February 12, 2020
Jenice R. Robinson
February 12, 2020
The 2017 Tax Cuts and Jobs Act may as well have been called the Promise for Austerity Later Act.
The president’s proposed 2021 budget has been widely reported and dissected. The blueprint would cut funding for safety net programs, K-12 education, the environment and other services while maintaining trillions in tax cuts for corporations and the wealthy.
It’s hardly surprising. Even before Trump and GOP leaders ramrodded through their hastily written, unpopular tax bill in December 2017, they floated the idea of cuts to programs that people rely on to access health care, afford food, or simply live with dignity during retirement.
Although the budget was predictable, its proposed cuts are galling coming from an administration that claims its policies alone have rescued working people from despair. For the record, the nation is well into its 11th year of economic recovery. The stock market, which is not the economy, was already going up, and unemployment was already trending downward long before Trump entered office.
And while wages are marginally growing (the minimum we should expect), income inequality remains a defining challenge that the public wants elected officials to address. The president’s proposed budget would instead make inequality worse, protecting tax cuts for corporations and the wealthy while making life harder for millions of families, children and individuals.
For example, higher education provides a pathway to middle-class jobs but rising costs make it inaccessible for many low-, moderate and middle-income families. Grants and student loans help, but the president’s budget would cut these programs. It also would end the popular student loan forgiveness program that incentivizes some graduates to enter public service positions.
The budget also proposes cutting Medicaid and the Children’s Health Insurance Program and eliminating the Affordable Care Act, continuing its assault on programs that give millions of people access to care so they can lead healthier lives and avoid ruinous medical bills.
Already, the administration has implemented rules that will cause 700,000 people to lose access to SNAP (Supplemental Nutrition Assistance Program, or food stamps) benefits. Its budget proposes to go even further by imposing more work requirements and replacing some assistance with so-called “Harvest Boxes,” which means the government would decide what is suitable for low-income people to eat.
The “Budget Message of the President” insists the nation’s families are better off with little government intervention.
“Their natural talent, ingenuity, and strength simply needed an opportunity to flourish, free from the massive regulations and taxes heaped upon them by their government.”
This hackneyed ideal, wrapped in eloquent rhetoric, has given us four decades of failed supply-side economic policies. In his 1981 inaugural address, President Reagan said:
“It is time to reawaken this industrial giant, to get government back within its means, and to lighten our punitive tax burden.”

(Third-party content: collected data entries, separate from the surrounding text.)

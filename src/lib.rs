//! Core library for the hopkube cluster lifecycle client.
//!
//! The crate drives Kubernetes clusters whose nodes sit behind chains of SSH
//! bastions. It never opens SSH sessions itself: every operation is a named
//! request sent to a remote execution backend through a [`Transport`], and
//! every outcome comes back as a [`CommandResult`] tree or a typed payload.
//! [`ClusterClient`] offers one typed method per operation and
//! [`ClusterOrchestrator`] layers topology guards and registry bookkeeping on
//! top of it.

pub mod client;
pub mod config;
pub mod credential;
pub mod error;
pub mod hops;
pub mod lifecycle;
pub mod operation;
pub mod orchestrator;
pub mod registry;
pub mod result;
pub mod test_support;
pub mod topology;
pub mod transport;

pub use client::ClusterClient;
pub use config::{ClientConfig, ConfigError};
pub use credential::Credential;
pub use error::{ClusterError, ErrorClass, TransportError, ValidationError};
pub use hops::{HopChain, HopDescriptor};
pub use lifecycle::{Reconciliation, RestartPhases, reconcile, restart_phases};
pub use operation::{
    CATALOG, Category, ClusterNode, ClusterResources, FailurePolicy, NodeHealth, NodeStatus,
    NodeTarget, Operation, Request, Validate,
};
pub use orchestrator::{ClusterOrchestrator, NodeSpec, PendingOperation, Peer, Verification};
pub use registry::{
    Infra, InfraKind, Permission, PermissionRole, Server, ServerDraft, ServerPatch, ServerRole,
    ServerStatus, User,
};
pub use result::CommandResult;
pub use topology::{ClusterTopology, TopologyError, TopologyOp, TopologyState};
pub use transport::{Envelope, HttpTransport, Transport, TransportFuture};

Less government regulation of industry has allowed corporations and wealthy shareholders to “flourish.” Smaller government and regressive tax cuts have helped shift more of the nation’s wealth to the already rich.

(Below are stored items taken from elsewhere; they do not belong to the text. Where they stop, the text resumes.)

//! Registry and permission requests.

use serde::{Deserialize, Serialize};

use super::Validate;
use crate::error::ValidationError;
use crate::registry::{InfraKind, PermissionRole, ServerDraft, ServerPatch};

/// Creates an infra record.
#[derive(Clone, Debug, Deserialize, PartialEq, Serialize)]
pub struct CreateInfra {
    /// Display name.
    pub name: String,
    /// Infrastructure kind.
    #[serde(rename = "type")]
    pub kind: InfraKind,
    /// Opaque configuration blob.
    #[serde(default)]
    pub info: serde_json::Value,
}

impl Validate for CreateInfra {
    fn validate(&self) -> Result<(), ValidationError> {
        ValidationError::require(&self.name, "name")
    }
}

/// Updates fields of an infra record.
#[derive(Clone, Debug, Deserialize, PartialEq, Serialize)]
pub struct UpdateInfra {
    /// Infra identifier.
    pub id: String,
    /// New display name.
    #[serde(default, skip_serializing_if = "Option::is_none")]
    pub name: Option<String>,
    /// New kind.
    #[serde(rename = "type", default, skip_serializing_if = "Option::is_none")]
    pub kind: Option<InfraKind>,
    /// Replacement configuration blob.
    #[serde(default, skip_serializing_if = "Option::is_none")]
    pub info: Option<serde_json::Value>,
}

impl Validate for UpdateInfra {
    fn validate(&self) -> Result<(), ValidationError> {
        ValidationError::require(&self.id, "id")?;
        if let Some(name) = &self.name {
            ValidationError::require(name, "name")?;
        }
        Ok(())
    }
}

/// Deletes an infra record.
#[derive(Clone, Debug, Deserialize, Eq, PartialEq, Serialize)]
pub struct DeleteInfra {
    /// Infra identifier.
    pub id: String,
}

/// Reads one infra record.
#[derive(Clone, Debug, Deserialize, Eq, PartialEq, Serialize)]
pub struct GetInfraById {
    /// Infra identifier.
    pub id: String,
}

/// Lists every infra record.
#[derive(Clone, Debug, Default, Deserialize, Eq, PartialEq, Serialize)]
pub struct GetInfras {}

impl Validate for DeleteInfra {
    fn validate(&self) -> Result<(), ValidationError> {
        ValidationError::require(&self.id, "id")
    }
}

impl Validate for GetInfraById {
    fn validate(&self) -> Result<(), ValidationError> {
        ValidationError::require(&self.id, "id")
    }
}

impl Validate for GetInfras {
    fn validate(&self) -> Result<(), ValidationError> {
        Ok(())
    }
}

/// Creates a server record.
#[derive(Clone, Debug, Deserialize, Eq, PartialEq, Serialize)]
#[serde(transparent)]
pub struct CreateServer(pub ServerDraft);

impl Validate for CreateServer {
    fn validate(&self) -> Result<(), ValidationError> {
        self.0.validate()
    }
}

/// Updates fields of a server record.
#[derive(Clone, Debug, Deserialize, Eq, PartialEq, Serialize)]
pub struct UpdateServer {
    /// Server identifier.
    pub id: String,
    /// Fields to change.
    pub patch: ServerPatch,
}

impl Validate for UpdateServer {
    fn validate(&self) -> Result<(), ValidationError> {
        ValidationError::require(&self.id, "id")?;
        self.patch.validate()
    }
}

/// Deletes a server record. Does not touch the live cluster.
#[derive(Clone, Debug, Deserialize, Eq, PartialEq, Serialize)]
pub struct DeleteServer {
    /// Server identifier.
    pub id: String,
}

/// Reads one server record.
#[derive(Clone, Debug, Deserialize, Eq, PartialEq, Serialize)]
pub struct GetServerById {
    /// Server identifier.
    pub id: String,
}

/// Lists the server records of one infra.
#[derive(Clone, Debug, Deserialize, Eq, PartialEq, Serialize)]
#[serde(rename_all = "camelCase")]
pub struct GetServers {
    /// Infra identifier.
    pub infra_id: String,
}

impl Validate for DeleteServer {
    fn validate(&self) -> Result<(), ValidationError> {
        ValidationError::require(&self.id, "id")
    }
}

impl Validate for GetServerById {
    fn validate(&self) -> Result<(), ValidationError> {
        ValidationError::require(&self.id, "id")
    }
}

impl Validate for GetServers {
    fn validate(&self) -> Result<(), ValidationError> {
        ValidationError::require(&self.infra_id, "infraId")
    }
}

/// Lists the permissions on an infra.
#[derive(Clone, Debug, Deserialize, Eq, PartialEq, Serialize)]
#[serde(rename_all = "camelCase")]
pub struct GetInfraPermissions {
    /// Infra identifier.
    pub infra_id: String,
}

/// Grants or changes a user's role on an infra.
#[derive(Clone, Debug, Deserialize, Eq, PartialEq, Serialize)]
#[serde(rename_all = "camelCase")]
pub struct SetInfraPermission {
    /// Infra identifier.
    pub infra_id: String,
    /// User identifier.
    pub user_id: String,
    /// Role to grant.
    pub role: PermissionRole,
}

/// Revokes a user's role on an infra.
#[derive(Clone, Debug, Deserialize, Eq, PartialEq, Serialize)]
#[serde(rename_all = "camelCase")]
pub struct RemoveInfraPermission {
    /// Infra identifier.
    pub infra_id: String,
    /// User identifier.
    pub user_id: String,
}

/// Lists every user.
#[derive(Clone, Debug, Default, Deserialize, Eq, PartialEq, Serialize)]
pub struct GetAllUsers {}

impl Validate for GetInfraPermissions {
    fn validate(&self) -> Result<(), ValidationError> {
        ValidationError::require(&self.infra_id, "infraId")
    }
}

impl Validate for SetInfraPermission {
    fn validate(&self) -> Result<(), ValidationError> {
        ValidationError::require(&self.infra_id, "infraId")?;
        ValidationError::require(&self.user_id, "userId")
    }
}

impl Validate for RemoveInfraPermission {
    fn validate(&self) -> Result<(), ValidationError> {
        ValidationError::require(&self.infra_id, "infraId")?;
        ValidationError::require(&self.user_id, "userId")
    }
}

impl Validate for GetAllUsers {
    fn validate(&self) -> Result<(), ValidationError> {
        Ok(())
    }
}
//! Command-line interface definitions for the `hopkube` binary.
//!
//! This module centralises the clap parser structures so both the main binary
//! and the build script can reuse them when generating the manual page.

use clap::Parser;

/// Top-level CLI for the `hopkube` binary.
#[derive(Debug, Parser)]
#[command(
    name = "hopkube",
    about = "Inspect and drive Kubernetes clusters through the remote execution backend",
    arg_required_else_help = true
)]
pub(crate) enum Cli {
    /// List every infra in the registry.
    #[command(name = "infras", about = "List every infra in the registry")]
    Infras,
    /// List the servers registered for an infra.
    #[command(name = "servers", about = "List the servers registered for an infra")]
    Servers(ServersCommand),
    /// Read the live status of one node.
    #[command(name = "status", about = "Read the live status of one node")]
    Status(StatusCommand),
    /// Send a raw request document and print the response data.
    #[command(name = "send", about = "Send a raw request document and print the response data")]
    Send(SendCommand),
}

/// Arguments for the `hopkube servers` subcommand.
#[derive(Debug, Parser)]
pub(crate) struct ServersCommand {
    /// Infra whose servers are listed.
    #[arg(long, value_name = "ID")]
    pub(crate) infra: String,
}

/// Arguments for the `hopkube status` subcommand.
#[derive(Debug, Parser)]
pub(crate) struct StatusCommand {
    /// Registry id of the server to check.
    #[arg(long, value_name = "ID")]
    pub(crate) server: String,
    /// Scope the check to this infra instead of the server's own.
    #[arg(long, value_name = "ID")]
    pub(crate) infra: Option<String>,
}

/// Arguments for the `hopkube send` subcommand.
#[derive(Debug, Parser)]
pub(crate) struct SendCommand {
    /// Path to a JSON document of the form `{"operation": ..., "payload": ...}`.
    #[arg(value_name = "FILE")]
    pub(crate) file: String,
}
//! Operations whose outcome is unknown after a caller-side timeout.

use chrono::{DateTime, Utc};
use tracing::{info, warn};

use super::{ClusterOrchestrator, lock};
use crate::error::ClusterError;
use crate::hops::HopChain;
use crate::operation::{ClusterNode, NodeTarget};
use crate::registry::{PermissionRole, ServerDraft, ServerStatus};
use crate::topology::{TopologyError, TopologyOp};
use crate::transport::Transport;

/// A topology change that timed out before the backend answered.
#[derive(Clone, Debug, PartialEq)]
pub struct PendingOperation {
    /// Infra the change belongs to.
    pub infra_id: String,
    /// Change that may or may not have happened.
    pub op: TopologyOp,
    /// Registry record to write if the change turns out to have happened.
    pub draft: Option<ServerDraft>,
    /// When the timeout was observed.
    pub recorded_at: DateTime<Utc>,
}

impl PendingOperation {
    fn blocks(&self, server_ids: &[&str], address: Option<&str>) -> bool {
        server_ids.contains(&self.op.target())
            || address.is_some_and(|addr| {
                self.draft
                    .as_ref()
                    .is_some_and(|draft| draft.address == addr)
            })
    }
}

/// Outcome of [`ClusterOrchestrator::verify_pending`].
#[derive(Clone, Debug, Eq, PartialEq)]
pub enum Verification {
    /// No unknown outcome was recorded for the server.
    NothingPending,
    /// The change happened; the book and registry now reflect it.
    Completed,
    /// The change did not happen; the operation may be retried.
    NotApplied,
}

/// Whether the live node list can confirm the effect of `op`.
const fn observable(op: &TopologyOp) -> bool {
    matches!(
        op,
        TopologyOp::InstallFirstMaster { .. }
            | TopologyOp::JoinMaster { .. }
            | TopologyOp::JoinWorker { .. }
            | TopologyOp::RebuildFirstMaster { .. }
            | TopologyOp::RebuildMaster { .. }
            | TopologyOp::RebuildWorker { .. }
            | TopologyOp::DeleteMaster { .. }
            | TopologyOp::DeleteWorker { .. }
            | TopologyOp::RemoveNode { .. }
    )
}

impl<T: Transport> ClusterOrchestrator<T> {
    /// Unknown-outcome record for `server_id`, if any.
    #[must_use]
    pub fn pending_operation(&self, server_id: &str) -> Option<PendingOperation> {
        lock(&self.pending).get(server_id).cloned()
    }

    /// Every unknown-outcome record, oldest first.
    #[must_use]
    pub fn pending_operations(&self) -> Vec<PendingOperation> {
        let mut records: Vec<_> = lock(&self.pending).values().cloned().collect();
        records.sort_by_key(|record| record.recorded_at);
        records
    }

    /// Resolves an unknown outcome by asking a healthy master for the live
    /// node list.
    ///
    /// A node that shows up (or, for removals, has gone) completes the
    /// change in the book and registry. Otherwise the record is dropped so
    /// the operation can be retried.
    ///
    /// # Errors
    ///
    /// Returns [`TopologyError::NoMaster`] when no master can answer, or the
    /// client error from listing nodes or writing the registry. The pending
    /// record and the book are left untouched on error, so the call can be
    /// repeated.
    pub async fn verify_pending(&self, server_id: &str) -> Result<Verification, ClusterError> {
        let Some(pending) = self.pending_operation(server_id) else {
            return Ok(Verification::NothingPending);
        };
        self.authorize(&pending.infra_id, PermissionRole::Admin).await?;

        let (name, address) = match &pending.draft {
            Some(draft) => (draft.name.clone(), draft.address.clone()),
            None => {
                let server = self.client.get_server(server_id).await?;
                (server.name, server.address)
            }
        };
        let (probe_id, probe_hops) = self.probe(&pending).await?;
        let nodes = self
            .client
            .calculate_nodes(NodeTarget::new(probe_id, probe_hops).in_infra(pending.infra_id.clone()))
            .await?;
        let live = nodes
            .iter()
            .find(|node| node.name == name || node.internal_ip.as_deref() == Some(address.as_str()));

        if !applied(&pending.op, live) {
            lock(&self.pending).remove(server_id);
            info!(server_id, operation = pending.op.name(), "pending operation was not applied");
            return Ok(Verification::NotApplied);
        }

        match (&pending.op, pending.draft.clone()) {
            (_, Some(draft)) => {
                self.register(draft, None).await?;
            }
            (
                TopologyOp::DeleteMaster { target, .. }
                | TopologyOp::DeleteWorker { target, .. }
                | TopologyOp::RemoveNode { target, .. },
                None,
            ) => {
                let server = self.client.get_server(target.clone()).await?;
                self.set_status(&server, ServerStatus::Detached).await?;
            }
            (op, None) => {
                let server = self.client.get_server(op.target().to_owned()).await?;
                self.set_status(&server, ServerStatus::Active).await?;
            }
        }
        lock(&self.pending).remove(server_id);
        self.commit(&pending.infra_id, &pending.op);
        info!(server_id, operation = pending.op.name(), "pending operation completed remotely");
        Ok(Verification::Completed)
    }

    /// Records an unknown outcome when `err` is a timeout of an observable
    /// change, then hands the error back naming the server to verify.
    pub(super) fn note_timeout(
        &self,
        err: ClusterError,
        infra_id: &str,
        op: &TopologyOp,
        draft: Option<&ServerDraft>,
    ) -> ClusterError {
        let (operation, after) = match err {
            ClusterError::Timeout {
                operation, after, ..
            } => (operation, after),
            other => return other,
        };
        if !observable(op) {
            return ClusterError::Timeout {
                operation,
                after,
                server_id: None,
            };
        }
        warn!(
            infra_id,
            operation = op.name(),
            target = op.target(),
            "outcome unknown; recorded for verification"
        );
        lock(&self.pending).insert(
            op.target().to_owned(),
            PendingOperation {
                infra_id: infra_id.to_owned(),
                op: op.clone(),
                draft: draft.cloned(),
                recorded_at: Utc::now(),
            },
        );
        ClusterError::Timeout {
            operation,
            after,
            server_id: Some(op.target().to_owned()),
        }
    }

    /// Rejects work that touches a server with an unknown outcome.
    pub(super) fn ensure_settled(
        &self,
        server_ids: &[&str],
        address: Option<&str>,
    ) -> Result<(), ClusterError> {
        let pending = lock(&self.pending);
        match pending
            .values()
            .find(|record| record.blocks(server_ids, address))
        {
            Some(record) => Err(ClusterError::OutcomeUnknown {
                server_id: record.op.target().to_owned(),
                operation: record.op.name(),
            }),
            None => Ok(()),
        }
    }

    /// Picks a master to list nodes from. A pending first master or joining
    /// master can answer for itself when no other master is healthy.
    async fn probe(&self, pending: &PendingOperation) -> Result<(String, HopChain), ClusterError> {
        let book = self.load_book(&pending.infra_id).await?;
        let target = pending.op.target();
        if let Some(master) = book.healthy_masters().find(|id| *id != target) {
            let server = self.client.get_server(master.to_owned()).await?;
            return Ok((server.id, server.hop_chain));
        }
        match (&pending.op, &pending.draft) {
            (
                TopologyOp::InstallFirstMaster { target: joining }
                | TopologyOp::JoinMaster {
                    target: joining, ..
                },
                Some(draft),
            ) => Ok((joining.clone(), draft.hop_chain.clone())),
            _ => Err(TopologyError::NoMaster {
                operation: "calculateNodes",
            }
            .into()),
        }
    }
}

fn applied(op: &TopologyOp, live: Option<&ClusterNode>) -> bool {
    match op {
        TopologyOp::DeleteMaster { .. }
        | TopologyOp::DeleteWorker { .. }
        | TopologyOp::RemoveNode { .. } => live.is_none(),
        TopologyOp::RebuildFirstMaster { .. }
        | TopologyOp::RebuildMaster { .. }
        | TopologyOp::RebuildWorker { .. } => live.is_some_and(|node| node.status.is_healthy()),
        _ => live.is_some(),
    }
}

Supply-side ideology fails to recognize that government intervention, funded by our tax dollars, is what helps more of us live our best lives. Access to K-12 education is universal because of government. The Interstate Highway System exists because of government. Clean water flows from most of our taps because of government. Key federal programs lift millions out of poverty each year. In 2018, Social Security lifted 27.1 million people out of poverty. SNAP lifted 3.1 million people out of poverty, and rental assistance helped 3 million people move out of poverty.
But instead of acknowledging the critical role of government, the Trump administration has laid out a vision for America centered on starving federal coffers via tax cuts for the wealthy and corporations while taking a sledgehammer to programs that alleviate poverty. The sad thing is that it’s nothing new: It’s a timeworn vision for a government that continues to work best for the elite few while telling everyone else to rely on their bootstraps to get ahead. A government that listened to a majority of the governed would put forth a radically different vision that includes raising adequate revenue and investing in all of its people.